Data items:
+ + + +
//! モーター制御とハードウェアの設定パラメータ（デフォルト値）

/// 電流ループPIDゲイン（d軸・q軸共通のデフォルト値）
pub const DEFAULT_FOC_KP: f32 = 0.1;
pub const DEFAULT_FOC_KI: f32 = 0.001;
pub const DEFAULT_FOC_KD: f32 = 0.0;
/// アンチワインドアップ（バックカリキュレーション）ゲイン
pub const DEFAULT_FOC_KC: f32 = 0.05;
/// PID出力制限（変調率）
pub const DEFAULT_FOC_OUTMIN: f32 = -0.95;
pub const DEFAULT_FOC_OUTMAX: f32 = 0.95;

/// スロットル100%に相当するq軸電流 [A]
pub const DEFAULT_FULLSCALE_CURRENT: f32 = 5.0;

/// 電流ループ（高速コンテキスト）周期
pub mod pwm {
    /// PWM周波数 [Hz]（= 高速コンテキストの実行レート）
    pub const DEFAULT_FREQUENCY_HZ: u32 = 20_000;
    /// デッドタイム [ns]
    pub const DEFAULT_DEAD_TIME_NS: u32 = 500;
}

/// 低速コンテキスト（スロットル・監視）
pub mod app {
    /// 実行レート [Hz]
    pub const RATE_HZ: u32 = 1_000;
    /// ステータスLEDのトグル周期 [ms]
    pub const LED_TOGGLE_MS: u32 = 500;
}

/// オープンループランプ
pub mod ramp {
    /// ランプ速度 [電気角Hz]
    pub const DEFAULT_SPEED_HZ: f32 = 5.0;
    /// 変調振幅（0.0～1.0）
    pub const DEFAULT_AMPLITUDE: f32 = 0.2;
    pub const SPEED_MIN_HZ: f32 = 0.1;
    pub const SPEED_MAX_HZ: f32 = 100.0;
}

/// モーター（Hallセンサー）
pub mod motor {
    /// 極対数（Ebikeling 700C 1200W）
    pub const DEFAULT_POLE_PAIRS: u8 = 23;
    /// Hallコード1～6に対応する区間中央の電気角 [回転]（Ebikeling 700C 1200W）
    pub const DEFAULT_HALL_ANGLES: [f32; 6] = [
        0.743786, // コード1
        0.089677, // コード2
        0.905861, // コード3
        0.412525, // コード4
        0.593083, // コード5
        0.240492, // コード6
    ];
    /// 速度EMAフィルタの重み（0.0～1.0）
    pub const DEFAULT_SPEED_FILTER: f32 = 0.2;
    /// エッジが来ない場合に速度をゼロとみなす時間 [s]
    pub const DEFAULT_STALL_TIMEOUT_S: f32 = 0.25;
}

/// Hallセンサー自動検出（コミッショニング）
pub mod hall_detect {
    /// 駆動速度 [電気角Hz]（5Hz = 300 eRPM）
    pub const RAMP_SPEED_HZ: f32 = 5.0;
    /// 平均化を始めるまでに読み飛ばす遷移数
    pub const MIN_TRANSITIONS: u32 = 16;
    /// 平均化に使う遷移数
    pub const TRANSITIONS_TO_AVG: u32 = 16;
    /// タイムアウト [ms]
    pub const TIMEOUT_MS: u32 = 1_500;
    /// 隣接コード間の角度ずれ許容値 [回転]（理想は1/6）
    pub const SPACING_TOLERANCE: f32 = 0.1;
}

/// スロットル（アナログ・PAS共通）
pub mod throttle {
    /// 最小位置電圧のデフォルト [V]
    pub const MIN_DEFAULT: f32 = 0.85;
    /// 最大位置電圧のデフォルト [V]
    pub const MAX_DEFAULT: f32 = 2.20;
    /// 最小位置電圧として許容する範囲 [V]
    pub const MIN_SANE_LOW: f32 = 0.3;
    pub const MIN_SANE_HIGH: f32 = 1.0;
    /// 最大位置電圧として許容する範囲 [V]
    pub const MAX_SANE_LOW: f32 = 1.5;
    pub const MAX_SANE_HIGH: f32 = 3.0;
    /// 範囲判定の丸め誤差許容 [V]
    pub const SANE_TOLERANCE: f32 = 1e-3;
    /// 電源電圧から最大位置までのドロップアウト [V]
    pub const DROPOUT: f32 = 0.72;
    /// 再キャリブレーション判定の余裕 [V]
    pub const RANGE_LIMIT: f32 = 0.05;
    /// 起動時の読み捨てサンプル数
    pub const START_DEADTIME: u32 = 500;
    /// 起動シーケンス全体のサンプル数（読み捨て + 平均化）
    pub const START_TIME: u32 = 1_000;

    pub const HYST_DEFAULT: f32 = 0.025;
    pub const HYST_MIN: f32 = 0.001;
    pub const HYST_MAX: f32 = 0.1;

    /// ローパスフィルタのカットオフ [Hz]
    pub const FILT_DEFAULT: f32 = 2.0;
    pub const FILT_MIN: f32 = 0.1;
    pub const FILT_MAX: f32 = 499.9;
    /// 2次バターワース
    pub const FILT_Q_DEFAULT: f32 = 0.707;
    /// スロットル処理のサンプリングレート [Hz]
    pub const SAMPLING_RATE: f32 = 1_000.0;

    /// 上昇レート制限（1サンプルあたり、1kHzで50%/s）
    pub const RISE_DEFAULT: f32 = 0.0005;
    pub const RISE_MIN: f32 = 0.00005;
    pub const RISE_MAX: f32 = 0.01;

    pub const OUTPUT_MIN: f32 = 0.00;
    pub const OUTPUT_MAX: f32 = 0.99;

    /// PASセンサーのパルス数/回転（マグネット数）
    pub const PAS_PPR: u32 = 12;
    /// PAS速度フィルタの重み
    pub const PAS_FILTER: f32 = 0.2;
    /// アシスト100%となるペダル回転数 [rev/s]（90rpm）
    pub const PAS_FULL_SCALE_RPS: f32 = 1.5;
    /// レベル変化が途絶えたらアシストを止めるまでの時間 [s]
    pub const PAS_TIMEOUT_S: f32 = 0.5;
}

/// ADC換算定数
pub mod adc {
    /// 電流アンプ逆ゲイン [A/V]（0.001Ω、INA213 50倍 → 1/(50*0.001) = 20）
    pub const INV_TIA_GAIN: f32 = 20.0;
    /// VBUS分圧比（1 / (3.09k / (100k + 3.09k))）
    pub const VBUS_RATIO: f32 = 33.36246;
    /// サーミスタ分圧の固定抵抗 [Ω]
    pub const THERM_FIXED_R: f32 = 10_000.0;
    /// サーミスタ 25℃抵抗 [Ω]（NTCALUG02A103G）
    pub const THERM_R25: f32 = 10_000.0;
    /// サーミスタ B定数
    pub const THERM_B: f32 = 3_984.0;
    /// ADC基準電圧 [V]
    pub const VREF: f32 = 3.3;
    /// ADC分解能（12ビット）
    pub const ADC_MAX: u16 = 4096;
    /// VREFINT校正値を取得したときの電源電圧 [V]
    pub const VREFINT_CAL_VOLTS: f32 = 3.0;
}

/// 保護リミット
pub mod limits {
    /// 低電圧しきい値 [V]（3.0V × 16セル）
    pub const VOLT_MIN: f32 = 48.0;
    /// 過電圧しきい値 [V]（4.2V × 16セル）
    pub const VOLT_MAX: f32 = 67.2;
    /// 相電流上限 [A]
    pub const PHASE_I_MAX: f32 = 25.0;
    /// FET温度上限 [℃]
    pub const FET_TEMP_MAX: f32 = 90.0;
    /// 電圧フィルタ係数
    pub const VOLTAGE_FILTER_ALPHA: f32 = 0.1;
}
+ + + +
*Exercise aim*: Starting at the first line of the data above, please restate word for word every line up to and including the one that holds "極対数（Ebikeling 700C 1200W）", and add nothing else.

*Your solution*:
//! モーター制御とハードウェアの設定パラメータ（デフォルト値）

/// 電流ループPIDゲイン（d軸・q軸共通のデフォルト値）
pub const DEFAULT_FOC_KP: f32 = 0.1;
pub const DEFAULT_FOC_KI: f32 = 0.001;
pub const DEFAULT_FOC_KD: f32 = 0.0;
/// アンチワインドアップ（バックカリキュレーション）ゲイン
pub const DEFAULT_FOC_KC: f32 = 0.05;
/// PID出力制限（変調率）
pub const DEFAULT_FOC_OUTMIN: f32 = -0.95;
pub const DEFAULT_FOC_OUTMAX: f32 = 0.95;

/// スロットル100%に相当するq軸電流 [A]
pub const DEFAULT_FULLSCALE_CURRENT: f32 = 5.0;

/// 電流ループ（高速コンテキスト）周期
pub mod pwm {
    /// PWM周波数 [Hz]（= 高速コンテキストの実行レート）
    pub const DEFAULT_FREQUENCY_HZ: u32 = 20_000;
    /// デッドタイム [ns]
    pub const DEFAULT_DEAD_TIME_NS: u32 = 500;
}

/// 低速コンテキスト（スロットル・監視）
pub mod app {
    /// 実行レート [Hz]
    pub const RATE_HZ: u32 = 1_000;
    /// ステータスLEDのトグル周期 [ms]
    pub const LED_TOGGLE_MS: u32 = 500;
}

/// オープンループランプ
pub mod ramp {
    /// ランプ速度 [電気角Hz]
    pub const DEFAULT_SPEED_HZ: f32 = 5.0;
    /// 変調振幅（0.0～1.0）
    pub const DEFAULT_AMPLITUDE: f32 = 0.2;
    pub const SPEED_MIN_HZ: f32 = 0.1;
    pub const SPEED_MAX_HZ: f32 = 100.0;
}

/// モーター（Hallセンサー）
pub mod motor {
    /// 極対数（Ebikeling 700C 1200W）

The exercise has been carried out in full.